## Problem to solve
Working from the entries below, give again each line from the first through the one containing "bells! An error", exactly and with nothing else.

[Collected data entries]
=======

//! 画面の文言（英語 / ベトナム語。言語選択前は両方を併記）

use crate::domain::{AnalysisCategory, Language, Notice};

/// 1 言語分の画面文言
pub struct Chrome {
    pub welcome: &'static str,
    pub main_menu: &'static str,
    pub category_hints: [&'static str; 4],
    pub enter_request: &'static str,
    pub send_hint: &'static str,
    pub back: &'static str,
    pub back_to_menu: &'static str,
    pub preparing: &'static str,
    pub working: &'static str,
    pub result_hint: &'static str,
    pub error_title: &'static str,
    pub error_body: &'static str,
    pub start_over: &'static str,
    pub saved: &'static str,
    pub fav: &'static str,
    pub history: &'static str,
    pub favorites: &'static str,
    pub no_history: &'static str,
    pub no_favorites: &'static str,
    pub viewer_hint: &'static str,
}

const EN: Chrome = Chrome {
    welcome: "Welcome! Choose a language to begin! 🐾",
    main_menu: "Main Menu is here! 🐾",
    category_hints: ["(A1-C2 Full List)", "(All-in-one)", "(Specialized Grammar)", "(C2 Rewrite)"],
    enter_request: "Step 3: Enter request! 🍎",
    send_hint: "Press Enter to send",
    back: "Back",
    back_to_menu: "Back to Menu",
    preparing: "Preparing docs...",
    working: "\"Isabelle is working fast! 🐾\"",
    result_hint: "Type 'Fav', 'Menu', or continue...",
    error_title: "Oh bells! An error occurred!",
    error_body: "Isabelle had trouble connecting to the library. Please try again!",
    start_over: "Start over",
    saved: "Saved",
    fav: "Fav",
    history: "History",
    favorites: "Favorites",
    no_history: "No history yet! 🐾",
    no_favorites: "No favorites yet! ⭐",
    viewer_hint: "Number = open · h = history · f = favorites · :close",
};

const VI: Chrome = Chrome {
    welcome: "Chào mừng bồ! Chọn ngôn ngữ để bắt đầu nhé! 🐾",
    main_menu: "Menu Chính học viện đây! 🐾",
    category_hints: ["(A1-C2 Full List)", "(Thành ngữ & Cụm từ)", "(Ngữ pháp chuyên)", "(Viết lại câu C2)"],
    enter_request: "Bước 3: Nhập yêu cầu nhé! 🍎",
    send_hint: "Nhấn Enter để gửi",
    back: "Quay lại",
    back_to_menu: "Quay lại Menu",
    preparing: "Đang soạn tài liệu...",
    working: "\"Isabelle is working fast! 🐾\"",
    result_hint: "Gõ 'Fav', 'Menu', hoặc nhập tiếp...",
    error_title: "Ôi chuông vàng ơi! Có lỗi rồi!",
    error_body: "Isabelle gặp trục trặc khi kết nối thư viện. Bạn thử lại nhé!",
    start_over: "Thử lại từ đầu",
    saved: "Đã lưu",
    fav: "Yêu thích",
    history: "Lịch sử",
    favorites: "Yêu thích",
    no_history: "Chưa có lịch sử! 🐾",
    no_favorites: "Chưa có mục yêu thích! ⭐",
    viewer_hint: "Số = mở · h = lịch sử · f = yêu thích · :close",
};

const BILINGUAL: Chrome = Chrome {
    welcome: "Chào mừng bồ! Chọn ngôn ngữ để bắt đầu nhé! 🐾 / Welcome! Choose a language to begin!",
    main_menu: EN.main_menu,
    category_hints: EN.category_hints,
    enter_request: EN.enter_request,
    send_hint: EN.send_hint,
    back: "Back / Quay lại",
    back_to_menu: EN.back_to_menu,
    preparing: EN.preparing,
    working: EN.working,
    result_hint: EN.result_hint,
    error_title: EN.error_title,
    error_body: EN.error_body,
    start_over: "Start over / Thử lại từ đầu",
    saved: EN.saved,
    fav: EN.fav,
    history: "History / Lịch sử",
    favorites: "Favorites / Yêu thích",
    no_history: EN.no_history,
    no_favorites: EN.no_favorites,
    viewer_hint: EN.viewer_hint,
};

/// 選択中の言語に合う文言
pub fn chrome(language: Option<Language>) -> &'static Chrome {
    match language {
        Some(Language::English) => &EN,
        Some(Language::Vietnamese) => &VI,
        None => &BILINGUAL,
    }
}

/// メニューに出すカテゴリ名
pub fn category_label(category: AnalysisCategory) -> &'static str {
    match category {
        AnalysisCategory::WordFormation => "🌳 Word Formation",
        AnalysisCategory::IdiomsPhrasal => "📚 Idioms/Phrasal Verbs",
        AnalysisCategory::Grammar => "🏫 Grammar",
        AnalysisCategory::Challenge => "✍️ Challenge & Upgrade",
    }
}

/// 入力欄のプレースホルダ
pub fn placeholder(language: Option<Language>, category: Option<AnalysisCategory>) -> &'static str {
    match (language, category) {
        (Some(Language::Vietnamese), Some(AnalysisCategory::WordFormation)) => "Nhập từ (VD: Heart, Just)...",
        (Some(Language::Vietnamese), Some(AnalysisCategory::IdiomsPhrasal)) => "Nhập từ (VD: Get, Blue)...",
        (Some(Language::Vietnamese), Some(AnalysisCategory::Grammar)) => "Nhập chủ điểm (VD: Đảo ngữ)...",
        (Some(Language::Vietnamese), Some(AnalysisCategory::Challenge)) => "Nhập câu cần nâng cấp (C2)...",
        (Some(Language::Vietnamese), None) => "Nhập nội dung...",
        (_, Some(AnalysisCategory::WordFormation)) => "Enter word (e.g., Heart, Just)...",
        (_, Some(AnalysisCategory::IdiomsPhrasal)) => "Enter word (e.g., Get, Blue)...",
        (_, Some(AnalysisCategory::Grammar)) => "Enter topic (e.g., Inversion)...",
        (_, Some(AnalysisCategory::Challenge)) => "Enter sentence to upgrade...",
        (_, None) => "Enter content...",
    }
}

const DEFAULT_SUCCESS_SOUND: &str = "*Ta-da!* ✨";

/// キャプションの文言
pub fn notice_text(notice: &Notice, language: Option<Language>) -> String {
    match notice {
        Notice::LanguageChosen => "*Bell jingle* 🔔".to_string(),
        Notice::CategoryChosen => "*Sparkle!* ✨".to_string(),
        Notice::AnalysisStarted => "*Dodo Airlines chime* ✈️".to_string(),
        Notice::AnalysisSucceeded { sound_effect } => sound_effect
            .clone()
            .unwrap_or_else(|| DEFAULT_SUCCESS_SOUND.to_string()),
        Notice::SavedToHistory => "Đã lưu vào Nook Phone! 📱".to_string(),
        Notice::FavoriteAdded { term } => match language {
            Some(Language::Vietnamese) => format!("Đã thêm {} vào yêu thích! ⭐", term),
            _ => format!("Added {} to favorites! ⭐", term),
        },
        Notice::AnalysisFailed => "*Oops! Oh no!*".to_string(),
    }
}

/// 結果カードの効果音行（空なら既定）
pub fn sound_line(sound_effect: Option<&str>) -> &str {
    sound_effect.unwrap_or(DEFAULT_SUCCESS_SOUND)
}

#[cfg(test)]
mod tests {
    use super::*;

    #[test]
    fn test_favorite_notice_is_localized() {
        let n = Notice::FavoriteAdded {
            term: "Heart".to_string(),
        };
        assert_eq!(notice_text(&n, Some(Language::English)), "Added Heart to favorites! ⭐");
        assert_eq!(
            notice_text(&n, Some(Language::Vietnamese)),
            "Đã thêm Heart vào yêu thích! ⭐"
        );
    }

    #[test]
    fn test_success_notice_defaults_when_blank() {
        let n = Notice::AnalysisSucceeded { sound_effect: None };
        assert_eq!(notice_text(&n, None), "*Ta-da!* ✨");
    }

    #[test]
    fn test_placeholder_per_category() {
        assert_eq!(
            placeholder(Some(Language::Vietnamese), Some(AnalysisCategory::Grammar)),
            "Nhập chủ điểm (VD: Đảo ngữ)..."
        );
        assert_eq!(
            placeholder(Some(Language::English), Some(AnalysisCategory::Challenge)),
            "Enter sentence to upgrade..."
        );
    }

    #[test]
    fn test_chrome_is_bilingual_before_language() {
        assert!(chrome(None).welcome.contains("Chào mừng"));
        assert!(chrome(None).welcome.contains("Welcome"));
        assert_eq!(chrome(Some(Language::English)).back, "Back");
    }
}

=======

## Exercise result
//! 画面の文言（英語 / ベトナム語。言語選択前は両方を併記）

use crate::domain::{AnalysisCategory, Language, Notice};

/// 1 言語分の画面文言
pub struct Chrome {
    pub welcome: &'static str,
    pub main_menu: &'static str,
    pub category_hints: [&'static str; 4],
    pub enter_request: &'static str,
    pub send_hint: &'static str,
    pub back: &'static str,
    pub back_to_menu: &'static str,
    pub preparing: &'static str,
    pub working: &'static str,
    pub result_hint: &'static str,
    pub error_title: &'static str,
    pub error_body: &'static str,
    pub start_over: &'static str,
    pub saved: &'static str,
    pub fav: &'static str,
    pub history: &'static str,
    pub favorites: &'static str,
    pub no_history: &'static str,
    pub no_favorites: &'static str,
    pub viewer_hint: &'static str,
}

const EN: Chrome = Chrome {
    welcome: "Welcome! Choose a language to begin! 🐾",
    main_menu: "Main Menu is here! 🐾",
    category_hints: ["(A1-C2 Full List)", "(All-in-one)", "(Specialized Grammar)", "(C2 Rewrite)"],
    enter_request: "Step 3: Enter request! 🍎",
    send_hint: "Press Enter to send",
    back: "Back",
    back_to_menu: "Back to Menu",
    preparing: "Preparing docs...",
    working: "\"Isabelle is working fast! 🐾\"",
    result_hint: "Type 'Fav', 'Menu', or continue...",
    error_title: "Oh bells! An error occurred!",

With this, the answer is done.